[TASK DIRECTIONS]: Below are records; how many of their lines contain "timeout"? Give the number and no other words.

START DATA EXTRACTS

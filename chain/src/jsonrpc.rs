//! A minimal JSON-RPC 2.0 transport over `reqwest`, speaking exactly the four
//! methods C1 needs: `eth_blockNumber`, `eth_getBlockByNumber`, `eth_getLogs`,
//! `eth_call`.

use crate::transport::{BlockHeader, ChainTransport, LogFilter, RawLog};
use async_trait::async_trait;
use droplets_common::RpcError;
use ethers::types::{Address, Bytes, H256};
use serde::{Deserialize, Serialize};
use serde_json::{json, Value};
use std::time::Duration;

pub struct JsonRpcEndpoint {
    pub url: String,
    client: reqwest::Client,
}

impl JsonRpcEndpoint {
    pub fn new(url: String, timeout: Duration) -> Self {
        let client = reqwest::Client::builder()
            .timeout(timeout)
            .build()
            .expect("reqwest client");
        JsonRpcEndpoint { url, client }
    }

    async fn send(&self, method: &str, params: Value) -> Result<Value, RpcError> {
        #[derive(Serialize)]
        struct Request<'a> {
            jsonrpc: &'a str,
            id: u64,
            method: &'a str,
            params: Value,
        }
        #[derive(Deserialize)]
        struct RpcErrorBody {
            code: i64,
            message: String,
        }
        #[derive(Deserialize)]
        struct Response {
            result: Option<Value>,
            error: Option<RpcErrorBody>,
        }

        let body = Request { jsonrpc: "2.0", id: 1, method, params };

        let resp = self
            .client
            .post(&self.url)
            .json(&body)
            .send()
            .await
            .map_err(|source| RpcError::Transport { endpoint: self.url.clone(), source })?;

        let parsed: Response = resp
            .json()
            .await
            .map_err(|source| RpcError::Transport { endpoint: self.url.clone(), source })?;

        if let Some(err) = parsed.error {
            if is_historical_depth_error(&err.message) {
                return Err(RpcError::HistoricalDepthUnavailable(err.message));
            }
            return Err(RpcError::Rpc { endpoint: self.url.clone(), code: err.code, message: err.message });
        }

        parsed.result.ok_or_else(|| RpcError::Rpc {
            endpoint: self.url.clone(),
            code: 0,
            message: "empty result".to_string(),
        })
    }
}

/// §4.1: "block range too large", "archive required" style errors bubble
/// instead of retrying.
fn is_historical_depth_error(message: &str) -> bool {
    let lower = message.to_ascii_lowercase();
    lower.contains("block range") && lower.contains("large")
        || lower.contains("archive")
        || lower.contains("pruned")
        || lower.contains("too many blocks")
        || lower.contains("more than 10000 results")
        || lower.contains("query returned more than")
}

fn hex_u64(v: u64) -> String {
    format!("0x{v:x}")
}

fn parse_hex_u64(v: &str) -> Result<u64, RpcError> {
    u64::from_str_radix(v.trim_start_matches("0x"), 16)
        .map_err(|_| RpcError::Rpc { endpoint: String::new(), code: 0, message: format!("bad hex u64: {v}") })
}

#[async_trait]
impl ChainTransport for JsonRpcEndpoint {
    async fn block_number(&self) -> Result<u64, RpcError> {
        let result = self.send("eth_blockNumber", json!([])).await?;
        let hex = result.as_str().ok_or_else(|| RpcError::Rpc {
            endpoint: self.url.clone(),
            code: 0,
            message: "blockNumber not a string".to_string(),
        })?;
        parse_hex_u64(hex)
    }

    async fn block_by_number(&self, block: u64) -> Result<BlockHeader, RpcError> {
        let result = self
            .send("eth_getBlockByNumber", json!([hex_u64(block), false]))
            .await?;
        if result.is_null() {
            return Err(RpcError::Rpc {
                endpoint: self.url.clone(),
                code: 0,
                message: format!("block {block} not found"),
            });
        }
        let number = parse_hex_u64(result["number"].as_str().unwrap_or("0x0"))?;
        let timestamp = parse_hex_u64(result["timestamp"].as_str().unwrap_or("0x0"))?;
        let hash = result["hash"]
            .as_str()
            .and_then(|h| h.parse::<H256>().ok())
            .unwrap_or_default();
        Ok(BlockHeader { number, hash, timestamp })
    }

    async fn get_logs(&self, filter: LogFilter) -> Result<Vec<RawLog>, RpcError> {
        let topics: Vec<String> = filter.topics.iter().map(|t| format!("{t:#x}")).collect();
        let params = json!([{
            "address": format!("{:#x}", filter.address),
            "fromBlock": hex_u64(filter.from_block),
            "toBlock": hex_u64(filter.to_block),
            "topics": topics,
        }]);
        let result = self.send("eth_getLogs", params).await?;
        let entries = result.as_array().cloned().unwrap_or_default();
        entries
            .into_iter()
            .map(|entry| {
                let address = entry["address"]
                    .as_str()
                    .and_then(|a| a.parse::<Address>().ok())
                    .unwrap_or_default();
                let topics: Vec<H256> = entry["topics"]
                    .as_array()
                    .cloned()
                    .unwrap_or_default()
                    .into_iter()
                    .filter_map(|t| t.as_str().and_then(|s| s.parse::<H256>().ok()))
                    .collect();
                let data: Bytes = entry["data"]
                    .as_str()
                    .and_then(|d| d.parse::<Bytes>().ok())
                    .unwrap_or_default();
                let block_number = parse_hex_u64(entry["blockNumber"].as_str().unwrap_or("0x0"))?;
                let transaction_hash = entry["transactionHash"]
                    .as_str()
                    .and_then(|h| h.parse::<H256>().ok())
                    .unwrap_or_default();
                let transaction_index =
                    parse_hex_u64(entry["transactionIndex"].as_str().unwrap_or("0x0"))?;
                let log_index = parse_hex_u64(entry["logIndex"].as_str().unwrap_or("0x0"))?;
                Ok(RawLog {
                    address,
                    topics,
                    data,
                    block_number,
                    transaction_hash,
                    transaction_index,
                    log_index,
                })
            })
            .collect()
    }

    async fn call_at_block(&self, to: Address, data: Bytes, block: u64) -> Result<Bytes, RpcError> {
        let params = json!([
            { "to": format!("{to:#x}"), "data": format!("{data}") },
            hex_u64(block),
        ]);
        let result = self.send("eth_call", params).await?;
        result
            .as_str()
            .and_then(|s| s.parse::<Bytes>().ok())
            .ok_or_else(|| RpcError::Rpc {
                endpoint: self.url.clone(),
                code: 0,
                message: "eth_call result not bytes".to_string(),
            })
    }
}

#[cfg(test)]
mod tests {
    use super::*;

    #[test]
    fn historical_depth_errors_are_recognized() {
        assert!(is_historical_depth_error("block range too large for archive node"));
        assert!(is_historical_depth_error("query returned more than 10000 results"));
        assert!(is_historical_depth_error("archive required for this call"));
        assert!(!is_historical_depth_error("nonce too low"));
    }

    #[test]
    fn hex_u64_roundtrips() {
        assert_eq!(hex_u64(255), "0xff");
        assert_eq!(parse_hex_u64("0xff").unwrap(), 255);
    }
}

END DATA EXTRACTS

[FINISHED TASK]: 2